Viruses with a second envelope spike called fusion (F) glycoprotein as well as an attachment spike, e.g. canine distemper virus, make the plasma membranes of adjacent cells fuse to each other and to the lipid bilayer of the virus. These cells can eventually become multinucleate syncytia with about 30 nucleii before the replicating virus kills them. Fusion is also a means of virus spreading between cells. Antibody to fusion protein determines the success of vaccination

16. Transformation
The cells stop being flat but round up and start dividing uncontrollably to become piles of round cells eg after infection by feline sarcoma virus.
Similar cells can also be cultured from some
virus-induced tumours e.g. Feline leukaemia virus, Mareks disease of chickens. The virus does not kill the cells.
3 different mechanisms are involved in viral oncogenesis:
i)DNA viruses produce early proteins and gene promoters which bind to DNA and stimulate uncontolled cell division without virus particle production. eg bovine papilloma virus and Marek’s disease.
ii)Leukaemia viruses turn on host cellular proto-oncogenes which are adjacent to where their proviral DNA is integrated (termed insertional mutagenesis). This is a rare event and may never happen in the lifetime of the animal.
(iii)The sarcoma viruses have an oncogene in their own genome. They cause transformation in-vitro and rapid fibrosarcomas in-vivo and are very rare.

17. VIRUS INFECTIVITY
Infectivity is relevant to diagnosis to find out which tissues contain most virus and therefore are best for sampling. 100 infectious units of virus are often used to tests for neutralising antibody in a serum sample.
Method, TCID50 and pfu
The virus suspension is diluted out in ten-fold dilutions steps (log10) because a suspension may contain 108 infectious virions per 0.1ml. Replicates of each dilution are inoculated into cells in microwells or hens eggs.
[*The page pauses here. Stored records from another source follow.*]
#[test]
fn dry_run_changes_nothing() {
    let tree = TestTree::new();
    tree.write("a.txt", "alpha");
    let adapter = Arc::new(XorAdapter::new());
    let engine = tree.engine(adapter.clone());

    let report = engine
        .sync_with_options(
            Direction::Encrypt,
            SyncOptions {
                dry_run: true,
                ..Default::default()
            },
        )
        .unwrap();
    assert!(report.dry_run);
    assert_eq!(report.actions, vec!["[dry-run] Would encrypt a.txt".to_string()]);
    assert_eq!(adapter.encrypt_calls(), 0);
    assert_eq!(tree.blob_count(), 0);
    assert!(!tree.exists(".gpm/manifest.toml"));
}

#[test]
fn concurrent_run_is_locked_out() {
    let tree = TestTree::new();
    tree.write("a.txt", "alpha");
    let engine = tree.engine(Arc::new(XorAdapter::new()));
    let _held = ManifestStore::new(engine.layout(), tree.config().robustness())
        .lock()
        .unwrap();

    let err = engine.sync(Direction::Encrypt).unwrap_err();
    assert!(matches!(err, Error::Locked { .. }), "{err}");
}

#[test]
fn engine_requires_initialized_tree() {
    let tree = TestTree::uninitialized();
    let result = SyncEngine::new(
        tree.root(),
        tree.config(),
        Arc::new(XorAdapter::new()),
        RecipientConfig::passphrase("x"),
    );
    assert!(matches!(result, Err(Error::NotInitialized { .. })));
}
//! Constants and enums for repository filesystem paths.

use std::path::Path;

/// Version control metadata directories that are never scanned.
///
/// `.git` may also appear as a plain file (worktrees, submodules); the
/// scanner excludes it in either form.
pub const VCS_METADATA_DIRS: &[&str] = &[".git", ".hg", ".svn", ".bzr", ".jj", "_darcs"];

/// Well-known names inside a managed working tree.
#[derive(Debug, Clone, Copy, PartialEq, Eq)]
pub enum GpmPath {
    /// The `.gpm` state directory at the working tree root
    StateDir,
    /// The `data` directory holding publishable encrypted content
    DataDir,
    /// The `objects` directory inside the data directory
    ObjectsDir,
    /// The local manifest file inside the state directory
    Manifest,
    /// The encrypted manifest snapshot inside the data directory
    ManifestSnapshot,
    /// The repository configuration file inside the state directory
    Config,
    /// The run lock inside the state directory
    RunLock,
    /// The ignore file keeping local state out of version control
    GitIgnore,
}

impl GpmPath {
    /// Get the string representation of the path.
    pub fn as_str(&self) -> &'static str {
        match self {
            Self::StateDir => ".gpm",
            Self::DataDir => "data",
            Self::ObjectsDir => "objects",
            Self::Manifest => "manifest.toml",
            Self::ManifestSnapshot => "manifest.enc",
            Self::Config => "config.toml",
            Self::RunLock => "lock",
            Self::GitIgnore => ".gitignore",
        }
    }
}

impl AsRef<Path> for GpmPath {
    fn as_ref(&self) -> &Path {
        Path::new(self.as_str())
    }
}

impl AsRef<str> for GpmPath {
    fn as_ref(&self) -> &str {
        self.as_str()
    }
}

impl std::fmt::Display for GpmPath {
    fn fmt(&self, f: &mut std::fmt::Formatter<'_>) -> std::fmt::Result {
        write!(f, "{}", self.as_str())
    }
}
The infectivity is the dilution at which 50% of the cultures have become infected within a week. This is called the tissue culture infectious dose 50 (TCID50 per 0.1ml.) similar to the LD50 in pharmacology.
In a plaque assay virus growth is confined to the area of infection by a semi-solid overlay eg agar in the medium. If there were 50 plaques at a dilution of 1:10,000 using 0.1ml of inoculum the number of plaque forming units, (pfu) is 5 x 105 plaques per 0.1ml of inoculum and the virus could be diluted 1/5000 for a virus neutralisation test..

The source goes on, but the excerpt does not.